The digital open-ledger system behind the success of Bitcoin has been adopted by a multitude of the world’s largest and most successful organizations, from the Industrial and Commercial Bank of China to Walmart, and it is in its now being taught at the Eli Broad College of Business by MSU Director of Undergraduate Entrepreneurship Neil Kane.
The Broad College is the first Michigan school to offer a course in the cutting-edge ledgering system, according to Kane.
Earlier this year, “the New York Times ran an article about different universities teaching blockchain courses,” said Kane. “I circulated it to a couple of deans … and honestly my hope at the time was that somebody was going to pick it up and run with it. I was just throwing out the idea.”
Instead, Kane saw it as an opportunity to take the lead in developing the course.

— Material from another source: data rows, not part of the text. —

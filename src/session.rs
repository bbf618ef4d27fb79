//! The engine a host drives: one renderer, one highlight machine, one stats
//! queue and one clock, wired together and constructed explicitly.

use std::time::{Duration, Instant};

use anyhow::Result;

use crate::animation::{AnimationQueue, AnimationTask, AnimationTimer, Submitted};
use crate::config::Config;
use crate::highlight::{HighlightStateMachine, HighlightTimer};
use crate::ir::{NodeClicked, NodeId, StatsSnapshot, TreeData};
use crate::model::validate;
use crate::render::{DrawOutcome, Renderer, render_svg};
use crate::stats::{DetailedStats, PerformanceTracker, StatsDisplay, StatsFrame};
use crate::timer::{Scheduler, TimerHandle};

/// Where tree data and statistics come from.
pub trait TreeSource {
    fn tree(&mut self) -> Result<TreeData>;
    fn stats(&mut self) -> Result<StatsSnapshot>;
}

#[derive(Debug, Clone, Copy, PartialEq, Eq)]
pub enum SessionEvent {
    Highlight(HighlightTimer),
    Animation(AnimationTimer),
}

impl From<HighlightTimer> for SessionEvent {
    fn from(event: HighlightTimer) -> Self {
        Self::Highlight(event)
    }
}

impl From<AnimationTimer> for SessionEvent {
    fn from(event: AnimationTimer) -> Self {
        Self::Animation(event)
    }
}

#[derive(Debug)]
pub struct Session {
    config: Config,
    renderer: Renderer,
    highlight: HighlightStateMachine,
    queue: AnimationQueue<AnimationTask>,
    display: StatsDisplay,
    timers: Scheduler<SessionEvent>,
    notifications: Vec<NodeClicked>,
    performance: PerformanceTracker,
}

impl Session {
    pub fn new(config: Config) -> Self {
        Self {
            highlight: HighlightStateMachine::new(&config.timing),
            queue: AnimationQueue::new(config.timing.inter_step()),
            renderer: Renderer::new(),
            display: StatsDisplay::new(),
            timers: Scheduler::new(),
            notifications: Vec::new(),
            performance: PerformanceTracker::default(),
            config,
        }
    }

    pub fn config(&self) -> &Config {
        &self.config
    }

    pub fn renderer(&self) -> &Renderer {
        &self.renderer
    }

    pub fn highlight(&self) -> &HighlightStateMachine {
        &self.highlight
    }

    pub fn stats_display(&self) -> &StatsDisplay {
        &self.display
    }

    pub fn performance(&self) -> &PerformanceTracker {
        &self.performance
    }

    pub fn now(&self) -> Duration {
        self.timers.now()
    }

    pub fn pending_timers(&self) -> usize {
        self.timers.pending()
    }

    /// Full redraw. Highlight state from the previous node set is dropped
    /// along with its timers.
    pub fn draw(&mut self, data: &TreeData) -> DrawOutcome {
        let validated = validate(&data.nodes());
        let ids: Vec<NodeId> = match &validated {
            Ok(tree) => tree.iter().map(|node| node.id).collect(),
            Err(_) => Vec::new(),
        };
        self.highlight.replace_rendered(ids, &mut self.timers);
        self.renderer.draw_validated(validated, &self.highlight, &self.config)
    }

    /// Pulls the tree and statistics from `source`, redraws and queues a
    /// stats update labelled `operation`.
    pub fn refresh<S>(&mut self, source: &mut S, operation: Option<&str>) -> Result<DrawOutcome>
    where
        S: TreeSource + ?Sized,
    {
        let started = Instant::now();
        let fetched = source.tree().and_then(|tree| Ok((tree, source.stats()?)));
        self.performance.track(
            operation.unwrap_or("refresh"),
            started.elapsed(),
            fetched.is_ok(),
            self.timers.now(),
        );
        let (tree, stats) = fetched?;
        let outcome = self.draw(&tree);
        self.submit_stats(stats, operation);
        Ok(outcome)
    }

    pub fn submit_stats(&mut self, stats: StatsSnapshot, operation: Option<&str>) -> Submitted {
        let submitted = self.queue.submit(AnimationTask::new(stats, operation));
        if submitted == Submitted::Started {
            self.begin_in_flight();
        }
        submitted
    }

    /// Search response from the data source. A miss changes nothing.
    pub fn on_search_result(&mut self, id: NodeId, found: bool) -> bool {
        if !found {
            return false;
        }
        let started = self.highlight.start_search(id, &mut self.timers);
        if started {
            self.renderer.restyle(&self.highlight);
        }
        started
    }

    /// Starts a left-to-right validation sweep over every rendered node.
    pub fn on_validate_result(&mut self, valid: bool) -> usize {
        let ids = self.renderer.layout().left_to_right();
        let swept = self
            .highlight
            .start_validation_sweep(&ids, valid, &mut self.timers);
        self.renderer.restyle(&self.highlight);
        swept
    }

    pub fn click_node(&mut self, id: NodeId) -> Option<NodeClicked> {
        let clicked = self.renderer.clicked(id)?;
        self.highlight.toggle_selected(id);
        self.renderer.restyle(&self.highlight);
        self.notifications.push(clicked);
        Some(clicked)
    }

    /// Click at a layout-space point.
    pub fn click_at(&mut self, x: f32, y: f32) -> Option<NodeClicked> {
        let id = self.renderer.node_at(x, y)?;
        self.click_node(id)
    }

    pub fn hover_at(&mut self, x: f32, y: f32) -> Option<NodeId> {
        self.renderer.pointer_move(x, y)
    }

    /// The host surface changed size: the canvas centre moves with it.
    pub fn resize(&mut self, width: f32, height: f32) {
        let (width, height) = (width.max(1.0), height.max(1.0));
        self.config.layout.canvas_width = width;
        self.config.layout.canvas_height = height;
        self.config.render.width = width;
        self.config.render.height = height;
        self.renderer.relayout(&self.highlight, &self.config);
    }

    pub fn center_view(&mut self) {
        self.renderer.refit(&self.config.layout);
    }

    /// Moves the clock forward by `by`, firing every timer that falls due.
    pub fn advance(&mut self, by: Duration) {
        let until = self.timers.now().saturating_add(by);
        while let Some((handle, event)) = self.timers.pop_due(until) {
            self.dispatch(handle, event);
        }
        self.timers.settle(until);
    }

    pub fn drain_notifications(&mut self) -> Vec<NodeClicked> {
        std::mem::take(&mut self.notifications)
    }

    pub fn svg(&self) -> String {
        render_svg(&self.renderer, &self.config.theme, &self.config)
    }

    pub fn stats_frame(&self) -> StatsFrame {
        self.display.frame(self.timers.now())
    }

    pub fn detailed_stats(&self) -> DetailedStats {
        DetailedStats::from_snapshot(&self.display.current())
    }

    pub fn animations_pending(&self) -> bool {
        self.queue.is_busy()
    }

    fn dispatch(&mut self, handle: TimerHandle, event: SessionEvent) {
        tracing::debug!(?event, at_ms = self.timers.now().as_millis() as u64, "timer fired");
        match event {
            SessionEvent::Highlight(event) => {
                if self.highlight.handle_timer(handle, event, &mut self.timers) {
                    self.renderer.restyle(&self.highlight);
                }
            }
            SessionEvent::Animation(AnimationTimer::Finished) => {
                self.display.finish();
                if let Some(gap) = self.queue.finish() {
                    self.timers
                        .schedule(gap, SessionEvent::Animation(AnimationTimer::StartNext));
                }
            }
            SessionEvent::Animation(AnimationTimer::StartNext) => {
                if self.queue.start_next().is_some() {
                    self.begin_in_flight();
                }
            }
        }
    }

    fn begin_in_flight(&mut self) {
        let Some(task) = self.queue.in_flight() else {
            return;
        };
        let duration = self.display.begin(task, self.timers.now());
        self.timers
            .schedule(duration, SessionEvent::Animation(AnimationTimer::Finished));
    }
}

impl Default for Session {
    fn default() -> Self {
        Self::new(Config::default())
    }
}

“I took it as a personal challenge because I had never developed a course before,” Kane said. “This was an opportunity for me to learn the subject matter, figure out how to teach it, develop the course, and learn all the systems at MSU.”

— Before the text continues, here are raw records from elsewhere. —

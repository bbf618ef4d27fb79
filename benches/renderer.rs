use criterion::{BenchmarkId, Criterion, criterion_group, criterion_main};
use rbtree_viz::config::{Config, LayoutConfig};
use rbtree_viz::ir::{ColorTag, NodeId, TreeData, TreeNode};
use rbtree_viz::layout::compute_layout;
use rbtree_viz::model::validate;
use rbtree_viz::render_tree_svg;
use rbtree_viz::session::Session;
use std::hint::black_box;

fn balanced_nodes(count: usize) -> Vec<TreeNode> {
    fn build(lo: i64, hi: i64, parent: Option<NodeId>, depth: usize, out: &mut Vec<TreeNode>) -> Option<NodeId> {
        if lo > hi {
            return None;
        }
        let mid = lo + (hi - lo) / 2;
        let color = if depth % 2 == 0 { ColorTag::Black } else { ColorTag::Red };
        let index = out.len();
        let mut node = TreeNode::new(mid, color);
        node.parent = parent;
        out.push(node);
        let left = build(lo, mid - 1, Some(mid), depth + 1, out);
        let right = build(mid + 1, hi, Some(mid), depth + 1, out);
        out[index].left = left;
        out[index].right = right;
        Some(mid)
    }
    let mut out = Vec::with_capacity(count);
    build(1, count as i64, None, 0, &mut out);
    out
}

fn chain_nodes(count: usize) -> Vec<TreeNode> {
    (1..=count as i64)
        .map(|id| {
            let mut node = TreeNode::new(id, ColorTag::Black);
            node.parent = (id > 1).then_some(id - 1);
            node.right = (id < count as i64).then_some(id + 1);
            node
        })
        .collect()
}

fn bench_layout(c: &mut Criterion) {
    let mut group = c.benchmark_group("layout");
    let config = LayoutConfig::default();
    for (name, nodes) in [
        ("balanced_127", balanced_nodes(127)),
        ("balanced_4095", balanced_nodes(4095)),
        ("chain_1000", chain_nodes(1000)),
    ] {
        let tree = validate(&nodes).expect("valid tree");
        group.bench_with_input(BenchmarkId::from_parameter(name), &tree, |b, tree| {
            b.iter(|| {
                let layout = compute_layout(black_box(tree), &config);
                black_box(layout.len());
            });
        });
    }
    group.finish();
}

fn bench_validate(c: &mut Criterion) {
    let mut group = c.benchmark_group("validate");
    for count in [127usize, 4095] {
        let nodes = balanced_nodes(count);
        group.bench_with_input(BenchmarkId::from_parameter(count), &nodes, |b, nodes| {
            b.iter(|| black_box(validate(black_box(nodes)).map(|tree| tree.len())));
        });
    }
    group.finish();
}

fn bench_svg(c: &mut Criterion) {
    let mut group = c.benchmark_group("render_svg");
    let config = Config::default();
    for (name, nodes) in [("balanced_127", balanced_nodes(127)), ("chain_200", chain_nodes(200))] {
        let data = TreeData::from_nodes(&nodes);
        group.bench_with_input(BenchmarkId::from_parameter(name), &data, |b, data| {
            b.iter(|| black_box(render_tree_svg(black_box(data), &config).len()));
        });
    }
    group.finish();
}

fn bench_validation_sweep(c: &mut Criterion) {
    let data = TreeData::from_nodes(&balanced_nodes(1023));
    c.bench_function("validation_sweep_1023", |b| {
        b.iter(|| {
            let mut session = Session::default();
            session.draw(&data);
            session.on_validate_result(true);
            session.advance(std::time::Duration::from_secs(60));
            black_box(session.pending_timers());
        });
    });
}

criterion_group!(benches, bench_layout, bench_validate, bench_svg, bench_validation_sweep);
criterion_main!(benches);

The end result is MGT 491: Blockchain Foundations and Applications. The course, which is offered as an elective in the minor in entrepreneurship and innovation, covers the technology behind blockchain and the multiple opportunities for its applications, from its beginnings as the fundamental base for cryptocurrencies like Bitcoin, to its uses as an open-ledger system for company records and receipts.

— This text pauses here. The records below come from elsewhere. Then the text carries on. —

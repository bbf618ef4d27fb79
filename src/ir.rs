use serde::{Deserialize, Serialize};
use std::fmt;

/// Node key. Doubles as the value stored in the tree and the label drawn on the node.
pub type NodeId = i64;

#[derive(Debug, Clone, Copy, PartialEq, Eq, Hash, PartialOrd, Ord, Serialize, Deserialize)]
#[serde(rename_all = "lowercase")]
pub enum ColorTag {
    Red,
    Black,
}

impl ColorTag {
    pub fn as_str(self) -> &'static str {
        match self {
            Self::Red => "red",
            Self::Black => "black",
        }
    }
}

impl fmt::Display for ColorTag {
    fn fmt(&self, f: &mut fmt::Formatter<'_>) -> fmt::Result {
        f.write_str(self.as_str())
    }
}

#[derive(Debug, Clone, Copy, PartialEq, Eq)]
pub struct TreeNode {
    pub id: NodeId,
    pub color: ColorTag,
    pub parent: Option<NodeId>,
    pub left: Option<NodeId>,
    pub right: Option<NodeId>,
}

impl TreeNode {
    pub fn new(id: NodeId, color: ColorTag) -> Self {
        Self {
            id,
            color,
            parent: None,
            left: None,
            right: None,
        }
    }

    pub fn with_parent(mut self, parent: NodeId) -> Self {
        self.parent = Some(parent);
        self
    }

    pub fn with_left(mut self, left: NodeId) -> Self {
        self.left = Some(left);
        self
    }

    pub fn with_right(mut self, right: NodeId) -> Self {
        self.right = Some(right);
        self
    }
}

/// One entry of the backend's `nodes` array.
///
/// The backend also ships its own `x`, `y` and `level` hints; they are
/// accepted and ignored since positions are always recomputed.
#[derive(Debug, Clone, PartialEq, Serialize, Deserialize)]
pub struct NodeRecord {
    pub data: NodeId,
    pub color: ColorTag,
    #[serde(default)]
    pub parent: Option<NodeId>,
    #[serde(default)]
    pub left: Option<NodeId>,
    #[serde(default)]
    pub right: Option<NodeId>,
}

impl From<&NodeRecord> for TreeNode {
    fn from(record: &NodeRecord) -> Self {
        Self {
            id: record.data,
            color: record.color,
            parent: record.parent,
            left: record.left,
            right: record.right,
        }
    }
}

impl From<&TreeNode> for NodeRecord {
    fn from(node: &TreeNode) -> Self {
        Self {
            data: node.id,
            color: node.color,
            parent: node.parent,
            left: node.left,
            right: node.right,
        }
    }
}

#[derive(Debug, Clone, Default, PartialEq, Serialize, Deserialize)]
pub struct TreePayload {
    #[serde(default)]
    pub empty: bool,
    #[serde(default)]
    pub nodes: Vec<NodeRecord>,
    #[serde(default, skip_serializing_if = "Option::is_none")]
    pub size: Option<usize>,
    #[serde(default, skip_serializing_if = "Option::is_none")]
    pub height: Option<usize>,
    #[serde(default, skip_serializing_if = "Option::is_none")]
    pub valid: Option<bool>,
}

/// Body handed to `draw()`: `{ "tree": { "empty": .., "nodes": [..] } }`.
#[derive(Debug, Clone, Default, PartialEq, Serialize, Deserialize)]
pub struct TreeData {
    #[serde(default)]
    pub tree: TreePayload,
}

impl TreeData {
    pub fn from_nodes(nodes: &[TreeNode]) -> Self {
        Self {
            tree: TreePayload {
                empty: nodes.is_empty(),
                nodes: nodes.iter().map(NodeRecord::from).collect(),
                ..Default::default()
            },
        }
    }

    /// Node list as seen by validation. An `empty` flag wins over whatever
    /// the array holds.
    pub fn nodes(&self) -> Vec<TreeNode> {
        if self.tree.empty {
            return Vec::new();
        }
        self.tree.nodes.iter().map(TreeNode::from).collect()
    }

    pub fn is_empty(&self) -> bool {
        self.tree.empty || self.tree.nodes.is_empty()
    }
}

#[derive(Debug, Clone, Copy, Default, PartialEq, Eq, Serialize, Deserialize)]
#[serde(rename_all = "camelCase")]
pub struct StatsSnapshot {
    pub node_count: usize,
    pub height: usize,
    #[serde(default = "default_valid")]
    pub valid: bool,
}

fn default_valid() -> bool {
    true
}

impl StatsSnapshot {
    pub fn new(node_count: usize, height: usize, valid: bool) -> Self {
        Self {
            node_count,
            height,
            valid,
        }
    }
}

/// Emitted when a rendered node is clicked.
#[derive(Debug, Clone, Copy, PartialEq, Eq, Serialize)]
#[serde(rename_all = "camelCase")]
pub struct NodeClicked {
    pub id: NodeId,
    pub color_tag: ColorTag,
}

The power to change business
Why the focus on blockchain? Because it has the potential to change the way business is done, in the same way digital innovations have flipped upside-down entire industries since the Internet was developed.
Traditionally, financial transactions must be recorded and processed by third parties, like banks, which may cost time and money. With blockchain, the middleman is cut out of the loop, as transactions are electronically recorded in a shared information cloud with unalterable “blocks” documenting a specific transaction, and a chain of blocks serving as a long-term distributed repository.
“It is going to fundamentally redefine the way transactions are captured and recorded, and the kind of transparency that it is going to generate in the knowledge around these transactions is something that we’ve never seen before,” said Sanjay Gupta, dean of the Broad College. “By redefining how these transactions are recorded, how these transactions are kept up to date, it is going to change the way that we do business. It is going to change the way we might do marketing; the way we do accounting; the way we do financing.”
A collaborative effort
Blockchain’s burgeoning popularity in the business world has attracted a very diverse student population to the course.
“We’ve got 32 enrolled students, there seems to be good energy in the class,” said Kane. “We’ve got undergrads, grad students, there’s one or two MBA students, a couple law students … we’ve got business students, computer science students, so it’s a really interesting amalgam of people which reflects the many facets of blockchain.”
Since the possibilities for blockchain are nearly limitless, Kane faced the challenge of assembling a course that did its best to cover them all. “The way I got around being the expert in everything was to invite different professors and visiting speakers from other areas and other colleges around campus to talk,” said Kane.
“We’ve had faculty from computer science, law, economics, supply chain management and entrepreneurship all contributing as well as speakers from IBM and Deloitte,” Kane said.
One of the class case studies is Walmart and IBM working together with produce suppliers. “They do that not only [to] save money, but particularly in the food application, if there’s ever a recall or a contamination they instantly can know where every leaf of lettuce and every banana and mango came from,” said Kane.
Students in his course will be working in teams throughout the semester to construct their own unique application of blockchain.
“For example, one of the big areas where blockchain is really getting a lot of traction, and IBM is [also] doing a lot of work in the space, is in supply chain management, which is a big department at MSU,” said Kane, adding that the chair of the Broad College SCM Department, Cheri Speier-Pero, who is also the Ernst & Young Professor in Accounting and Information Systems, would be lecturing Kane’s class this semester.
What’s next?
As for the future of the course, Kane wants to give the course more time before he provides an answer.
“We’re doing the course for the first time, so at minimum I’d want to wait and see what the feedback is, whether the course goes well and whether the students enjoy it,” Kane said. “We’ll cross that bridge when we get to it.”
Gupta is okay with that. He acknowledges the topic is developing. He just wanted the Broad College to be part of figuring it out, and not waiting for solutions to emerge: “We are far from saying what a curriculum in this means,” he said. “But it’s of sufficient import and sufficiently fundamental in nature that we cannot sit on the sidelines.”
“What we need to do is, at least tackle it as best as we possibly can,” Gupta said. “One can imagine a slew of other things to come down the road around this.”